Hicimos el picnic a pie de cuerda y esta vez, decidí yo subir la primera, mientras Pepe y Álvaro descansaban sentados, uno en una piedra, tal cual, y el otro en una “súper piedra” respectivamente.

Según iba subiendo atravesando la oscuridad, tenía la sensación de estar flotando en el espacio; el techo de la cueva no lo vi hasta que no subí bastantes metros, y por supuesto, las paredes “no existían”. Mientras subía, iba perdiendo las voces de mis compañeros. Una vez arriba, empezó el ascenso Álvaro, y después de un buen rato oímos desde abajo la voz de Pepe que decía: “Álvaro, tío, vaya asiento que te has buscado, ahora lo entiendo, esto es un sofá!, y el otro le responde, colgado de la cuerda, ¡es mi triclinium! Seguía subiendo, y de pronto, como por encantamiento, surgió la voz de Álvaro cantando, la acústica era increíble. En algún momento, decidió pasar de los “cánticos” a los cálculos matemáticos, y empezó a calcular en voz alta las pedaladas que tenía que dar para llegar arriba. Vamos, que no se calló en toda la ascensión. Lo peor es que Pepe desde abajo le seguía en sus cuentas. A esta parte del reportaje, podemos titularlo “Memorias de un volado”, porque es curioso las cosas que se te pasan por la cabeza para distraer tu mente, sobre todo, a mitad de pozo, cuando ves equidistante el suelo y el techo, del punto del que estás colgado y tienes la sensación de que no avanzas, que solo pasas cuerda por el croll.

Luego empezó a subir Pepe. Después de un rato le oímos decir: “¡Qué bien, solo me quedan diez metros!”, y nos asomamos para verle llegar. Sin embargo, nuestra sorpresa fue verle ingrávido a mitad de pozo todavía, por lo que Álvaro le contestó: “¿Cómo que qué bien?, ¡si ni siquiera has entrado en la campana! Las risas no se hicieron esperar.

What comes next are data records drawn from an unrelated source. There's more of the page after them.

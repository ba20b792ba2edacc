//! Memory-backed drives.
//!
//! Two sources: a Multiboot2 module adopted in place at boot, and images
//! loaded from a mounted filesystem into heap memory. Both look like plain
//! sector devices to the block map, which hands them the top drive ids.

use alloc::boxed::Box;
use alloc::vec;

use orion_lib::{IrqMutex, klog_info};

pub const RAMDISK_SLOTS: usize = 2;
const SECTOR: usize = 512;

enum Backing {
    None,
    /// Heap image, owned.
    Owned(Box<[u8]>),
    /// Bootloader module adopted in place.
    Borrowed { base: *mut u8, len: usize },
}

// SAFETY: the borrowed region is bootloader-reserved memory nothing else
// touches; access is serialised by the table lock.
unsafe impl Send for Backing {}

struct RamDisk {
    backing: Backing,
}

impl RamDisk {
    const fn empty() -> Self {
        Self {
            backing: Backing::None,
        }
    }

    fn bytes(&self) -> usize {
        match &self.backing {
            Backing::None => 0,
            Backing::Owned(data) => data.len(),
            Backing::Borrowed { len, .. } => *len,
        }
    }
}

static DISKS: IrqMutex<[RamDisk; RAMDISK_SLOTS]> =
    IrqMutex::new([RamDisk::empty(), RamDisk::empty()]);

fn install(backing: Backing) -> Option<usize> {
    let mut disks = DISKS.lock();
    let slot = disks
        .iter()
        .position(|d| matches!(d.backing, Backing::None))?;
    disks[slot].backing = backing;
    Some(slot)
}

/// Adopt a bootloader module as a read-write ramdisk.
///
/// # Safety
///
/// `base..base+len` must be a valid, unused physical region that stays
/// reserved for the ramdisk's lifetime.
pub unsafe fn adopt_region(base: u32, len: u32) -> Option<usize> {
    if base == 0 || len < SECTOR as u32 {
        return None;
    }
    let slot = install(Backing::Borrowed {
        base: base as *mut u8,
        len: len as usize,
    })?;
    klog_info!("RAMDISK: adopted module at {:#x} ({} KiB) as slot {}", base, len / 1024, slot);
    Some(slot)
}

/// Create a blank ramdisk of `sectors` sectors.
pub fn create_blank(sectors: u32) -> Option<usize> {
    let data = vec![0u8; sectors as usize * SECTOR].into_boxed_slice();
    let slot = install(Backing::Owned(data))?;
    klog_info!("RAMDISK: blank image of {} sectors as slot {}", sectors, slot);
    Some(slot)
}

/// Load an image buffer (read from a mounted filesystem) into a fresh slot.
pub fn load_image(image: &[u8]) -> Option<usize> {
    if image.len() < SECTOR {
        return None;
    }
    let padded = image.len().div_ceil(SECTOR) * SECTOR;
    let mut data = vec![0u8; padded].into_boxed_slice();
    data[..image.len()].copy_from_slice(image);
    let slot = install(Backing::Owned(data))?;
    klog_info!("RAMDISK: loaded {} byte image as slot {}", image.len(), slot);
    Some(slot)
}

pub fn present(slot: usize) -> bool {
    slot < RAMDISK_SLOTS && DISKS.lock()[slot].bytes() > 0
}

pub fn sector_count(slot: usize) -> u32 {
    if slot >= RAMDISK_SLOTS {
        return 0;
    }
    (DISKS.lock()[slot].bytes() / SECTOR) as u32
}

pub fn read(slot: usize, lba: u32, count: u32, buf: &mut [u8]) -> bool {
    let count = if count == 0 { 256 } else { count };
    let want = count as usize * SECTOR;
    if slot >= RAMDISK_SLOTS || buf.len() < want {
        return false;
    }

    let disks = DISKS.lock();
    let total = disks[slot].bytes();
    let off = lba as usize * SECTOR;
    if off + want > total {
        return false;
    }
    match &disks[slot].backing {
        Backing::None => false,
        Backing::Owned(data) => {
            buf[..want].copy_from_slice(&data[off..off + want]);
            true
        }
        Backing::Borrowed { base, .. } => {
            // SAFETY: bounds checked against the adopted region above.
            unsafe {
                core::ptr::copy_nonoverlapping(base.add(off), buf.as_mut_ptr(), want);
            }
            true
        }
    }
}

pub fn write(slot: usize, lba: u32, count: u32, buf: &[u8]) -> bool {
    let count = if count == 0 { 256 } else { count };
    let want = count as usize * SECTOR;
    if slot >= RAMDISK_SLOTS || buf.len() < want {
        return false;
    }

    let mut disks = DISKS.lock();
    let total = disks[slot].bytes();
    let off = lba as usize * SECTOR;
    if off + want > total {
        return false;
    }
    match &mut disks[slot].backing {
        Backing::None => false,
        Backing::Owned(data) => {
            data[off..off + want].copy_from_slice(&buf[..want]);
            true
        }
        Backing::Borrowed { base, .. } => {
            // SAFETY: bounds checked against the adopted region above.
            unsafe {
                core::ptr::copy_nonoverlapping(buf.as_ptr(), base.add(off), want);
            }
            true
        }
    }
}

Entre comentarios y pitorreos, estábamos ya todos arriba. Yo, antes de que llegase Pepe a la repisa, empecé a subir el resto de los pozos para agilizar la salida.

Una vez que estuvimos todos fuera, iniciamos el descenso por la ladera. Eran las 8:30 y lucía una tarde estupenda.

Mientras nos dirigíamos hacia el alojamiento, compartimos la satisfacción de haber pasado una jornada memorable y divertida. Durante la cena, y como ya es habitual entre nosotros, recordamos las innumerables anécdotas que nos acontecieron a lo largo de esta aventura, incluyendo los pensamientos en el volado, que fueron muy divertidos. Después, durante la sobremesa hubo “duelo de pacharanes”; pero esto ya os lo contaremos con más detalle cuando quedemos a tomar unas cervecitas.

Esta vez quiero terminar el reportaje citando a Séneca:

No nos falta valor para emprender ciertas cosas porque son difíciles, sino que son difíciles porque nos falta el valor para emprenderlas.”